- _Your assignment_:
Your output should be every line below, copied exactly.

○ ○ ○

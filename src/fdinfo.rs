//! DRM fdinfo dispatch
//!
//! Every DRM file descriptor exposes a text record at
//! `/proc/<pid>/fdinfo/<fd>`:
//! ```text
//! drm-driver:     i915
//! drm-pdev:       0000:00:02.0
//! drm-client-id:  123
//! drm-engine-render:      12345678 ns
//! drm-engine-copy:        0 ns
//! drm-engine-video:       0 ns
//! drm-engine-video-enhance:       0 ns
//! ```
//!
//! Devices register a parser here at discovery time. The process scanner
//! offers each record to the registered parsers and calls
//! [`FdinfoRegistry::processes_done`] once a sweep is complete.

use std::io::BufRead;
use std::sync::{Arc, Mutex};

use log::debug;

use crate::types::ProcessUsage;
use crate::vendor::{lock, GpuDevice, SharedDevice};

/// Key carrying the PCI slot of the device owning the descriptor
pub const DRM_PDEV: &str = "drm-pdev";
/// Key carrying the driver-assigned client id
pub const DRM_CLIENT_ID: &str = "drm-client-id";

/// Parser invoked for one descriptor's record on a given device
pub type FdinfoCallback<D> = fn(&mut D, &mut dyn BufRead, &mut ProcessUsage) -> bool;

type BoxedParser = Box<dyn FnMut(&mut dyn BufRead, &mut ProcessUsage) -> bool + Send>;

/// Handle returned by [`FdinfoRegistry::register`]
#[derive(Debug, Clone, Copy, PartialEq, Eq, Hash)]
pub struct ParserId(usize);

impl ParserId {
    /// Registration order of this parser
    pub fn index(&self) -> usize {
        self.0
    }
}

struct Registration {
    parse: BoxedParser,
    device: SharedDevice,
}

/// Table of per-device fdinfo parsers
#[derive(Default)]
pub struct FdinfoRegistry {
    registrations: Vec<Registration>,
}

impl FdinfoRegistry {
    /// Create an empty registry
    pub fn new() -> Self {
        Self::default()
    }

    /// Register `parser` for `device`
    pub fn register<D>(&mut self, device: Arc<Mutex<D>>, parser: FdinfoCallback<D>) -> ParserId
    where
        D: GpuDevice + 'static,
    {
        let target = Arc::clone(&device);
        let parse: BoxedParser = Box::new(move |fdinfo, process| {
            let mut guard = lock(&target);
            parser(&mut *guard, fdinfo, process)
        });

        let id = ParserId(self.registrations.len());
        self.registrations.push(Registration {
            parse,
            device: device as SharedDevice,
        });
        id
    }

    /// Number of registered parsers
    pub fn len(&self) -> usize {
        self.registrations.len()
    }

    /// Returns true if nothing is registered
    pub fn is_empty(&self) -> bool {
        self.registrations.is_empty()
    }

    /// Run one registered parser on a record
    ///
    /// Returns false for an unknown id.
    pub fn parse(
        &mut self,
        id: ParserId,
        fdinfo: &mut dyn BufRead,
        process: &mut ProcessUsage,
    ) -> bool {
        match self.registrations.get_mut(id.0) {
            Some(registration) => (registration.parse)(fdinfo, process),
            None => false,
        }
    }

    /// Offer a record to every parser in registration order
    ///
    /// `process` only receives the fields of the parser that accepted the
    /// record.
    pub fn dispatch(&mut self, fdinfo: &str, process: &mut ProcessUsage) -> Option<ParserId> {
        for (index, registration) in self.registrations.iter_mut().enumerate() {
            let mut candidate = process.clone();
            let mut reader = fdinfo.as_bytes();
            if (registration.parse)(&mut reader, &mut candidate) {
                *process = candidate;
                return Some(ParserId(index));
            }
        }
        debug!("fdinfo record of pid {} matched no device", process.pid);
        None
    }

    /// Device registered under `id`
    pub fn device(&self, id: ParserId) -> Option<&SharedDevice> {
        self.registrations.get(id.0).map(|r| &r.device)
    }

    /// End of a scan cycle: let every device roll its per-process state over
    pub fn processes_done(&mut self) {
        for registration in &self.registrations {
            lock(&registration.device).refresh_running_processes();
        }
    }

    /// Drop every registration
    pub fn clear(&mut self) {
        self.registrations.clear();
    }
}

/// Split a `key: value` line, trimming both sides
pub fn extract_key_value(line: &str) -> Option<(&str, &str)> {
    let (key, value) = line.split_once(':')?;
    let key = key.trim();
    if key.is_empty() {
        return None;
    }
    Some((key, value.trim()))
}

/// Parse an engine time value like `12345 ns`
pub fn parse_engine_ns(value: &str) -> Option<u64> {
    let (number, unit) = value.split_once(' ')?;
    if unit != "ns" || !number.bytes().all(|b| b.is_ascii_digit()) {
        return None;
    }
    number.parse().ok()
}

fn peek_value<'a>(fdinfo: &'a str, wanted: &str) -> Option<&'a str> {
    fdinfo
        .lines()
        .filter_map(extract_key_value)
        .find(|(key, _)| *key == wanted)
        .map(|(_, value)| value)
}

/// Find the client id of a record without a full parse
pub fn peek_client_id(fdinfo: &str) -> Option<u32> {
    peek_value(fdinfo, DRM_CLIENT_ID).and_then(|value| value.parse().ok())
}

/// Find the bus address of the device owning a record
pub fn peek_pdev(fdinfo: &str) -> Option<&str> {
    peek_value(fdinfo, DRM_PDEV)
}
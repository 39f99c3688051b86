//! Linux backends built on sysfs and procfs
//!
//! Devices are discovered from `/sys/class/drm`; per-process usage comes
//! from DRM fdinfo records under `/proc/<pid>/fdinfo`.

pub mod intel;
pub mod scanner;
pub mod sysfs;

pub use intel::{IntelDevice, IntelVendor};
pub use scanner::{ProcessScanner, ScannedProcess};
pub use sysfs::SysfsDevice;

○ ○ ○

- _Result_:
filename src/fdinfo.rs
//! DRM fdinfo dispatch
//!
//! Every DRM file descriptor exposes a text record at
//! `/proc/<pid>/fdinfo/<fd>`:
//! ```text
//! drm-driver:     i915
//! drm-pdev:       0000:00:02.0
//! drm-client-id:  123
//! drm-engine-render:      12345678 ns
//! drm-engine-copy:        0 ns
//! drm-engine-video:       0 ns
//! drm-engine-video-enhance:       0 ns
//! ```
//!
//! Devices register a parser here at discovery time. The process scanner
//! offers each record to the registered parsers and calls
//! [`FdinfoRegistry::processes_done`] once a sweep is complete.

use std::io::BufRead;
use std::sync::{Arc, Mutex};

use log::debug;

use crate::types::ProcessUsage;
use crate::vendor::{lock, GpuDevice, SharedDevice};

/// Key carrying the PCI slot of the device owning the descriptor
pub const DRM_PDEV: &str = "drm-pdev";
/// Key carrying the driver-assigned client id
pub const DRM_CLIENT_ID: &str = "drm-client-id";

/// Parser invoked for one descriptor's record on a given device
pub type FdinfoCallback<D> = fn(&mut D, &mut dyn BufRead, &mut ProcessUsage) -> bool;

type BoxedParser = Box<dyn FnMut(&mut dyn BufRead, &mut ProcessUsage) -> bool + Send>;

/// Handle returned by [`FdinfoRegistry::register`]
#[derive(Debug, Clone, Copy, PartialEq, Eq, Hash)]
pub struct ParserId(usize);

impl ParserId {
    /// Registration order of this parser
    pub fn index(&self) -> usize {
        self.0
    }
}

struct Registration {
    parse: BoxedParser,
    device: SharedDevice,
}

/// Table of per-device fdinfo parsers
#[derive(Default)]
pub struct FdinfoRegistry {
    registrations: Vec<Registration>,
}

impl FdinfoRegistry {
    /// Create an empty registry
    pub fn new() -> Self {
        Self::default()
    }

    /// Register `parser` for `device`
    pub fn register<D>(&mut self, device: Arc<Mutex<D>>, parser: FdinfoCallback<D>) -> ParserId
    where
        D: GpuDevice + 'static,
    {
        let target = Arc::clone(&device);
        let parse: BoxedParser = Box::new(move |fdinfo, process| {
            let mut guard = lock(&target);
            parser(&mut *guard, fdinfo, process)
        });

        let id = ParserId(self.registrations.len());
        self.registrations.push(Registration {
            parse,
            device: device as SharedDevice,
        });
        id
    }

    /// Number of registered parsers
    pub fn len(&self) -> usize {
        self.registrations.len()
    }

    /// Returns true if nothing is registered
    pub fn is_empty(&self) -> bool {
        self.registrations.is_empty()
    }

    /// Run one registered parser on a record
    ///
    /// Returns false for an unknown id.
    pub fn parse(
        &mut self,
        id: ParserId,
        fdinfo: &mut dyn BufRead,
        process: &mut ProcessUsage,
    ) -> bool {
        match self.registrations.get_mut(id.0) {
            Some(registration) => (registration.parse)(fdinfo, process),
            None => false,
        }
    }

    /// Offer a record to every parser in registration order
    ///
    /// `process` only receives the fields of the parser that accepted the
    /// record.
    pub fn dispatch(&mut self, fdinfo: &str, process: &mut ProcessUsage) -> Option<ParserId> {
        for (index, registration) in self.registrations.iter_mut().enumerate() {
            let mut candidate = process.clone();
            let mut reader = fdinfo.as_bytes();
            if (registration.parse)(&mut reader, &mut candidate) {
                *process = candidate;
                return Some(ParserId(index));
            }
        }
        debug!("fdinfo record of pid {} matched no device", process.pid);
        None
    }

    /// Device registered under `id`
    pub fn device(&self, id: ParserId) -> Option<&SharedDevice> {
        self.registrations.get(id.0).map(|r| &r.device)
    }

    /// End of a scan cycle: let every device roll its per-process state over
    pub fn processes_done(&mut self) {
        for registration in &self.registrations {
            lock(&registration.device).refresh_running_processes();
        }
    }

    /// Drop every registration
    pub fn clear(&mut self) {
        self.registrations.clear();
    }
}

/// Split a `key: value` line, trimming both sides
pub fn extract_key_value(line: &str) -> Option<(&str, &str)> {
    let (key, value) = line.split_once(':')?;
    let key = key.trim();
    if key.is_empty() {
        return None;
    }
    Some((key, value.trim()))
}

/// Parse an engine time value like `12345 ns`
pub fn parse_engine_ns(value: &str) -> Option<u64> {
    let (number, unit) = value.split_once(' ')?;
    if unit != "ns" || !number.bytes().all(|b| b.is_ascii_digit()) {
        return None;
    }
    number.parse().ok()
}

fn peek_value<'a>(fdinfo: &'a str, wanted: &str) -> Option<&'a str> {
    fdinfo
        .lines()
        .filter_map(extract_key_value)
        .find(|(key, _)| *key == wanted)
        .map(|(_, value)| value)
}

/// Find the client id of a record without a full parse
pub fn peek_client_id(fdinfo: &str) -> Option<u32> {
    peek_value(fdinfo, DRM_CLIENT_ID).and_then(|value| value.parse().ok())
}

/// Find the bus address of the device owning a record
pub fn peek_pdev(fdinfo: &str) -> Option<&str> {
    peek_value(fdinfo, DRM_PDEV)
}
repository 39f99c3688051b86
//! Linux backends built on sysfs and procfs
//!
//! Devices are discovered from `/sys/class/drm`; per-process usage comes
//! from DRM fdinfo records under `/proc/<pid>/fdinfo`.

pub mod intel;
pub mod scanner;
pub mod sysfs;

pub use intel::{IntelDevice, IntelVendor};
pub use scanner::{ProcessScanner, ScannedProcess};
pub use sysfs::SysfsDevice;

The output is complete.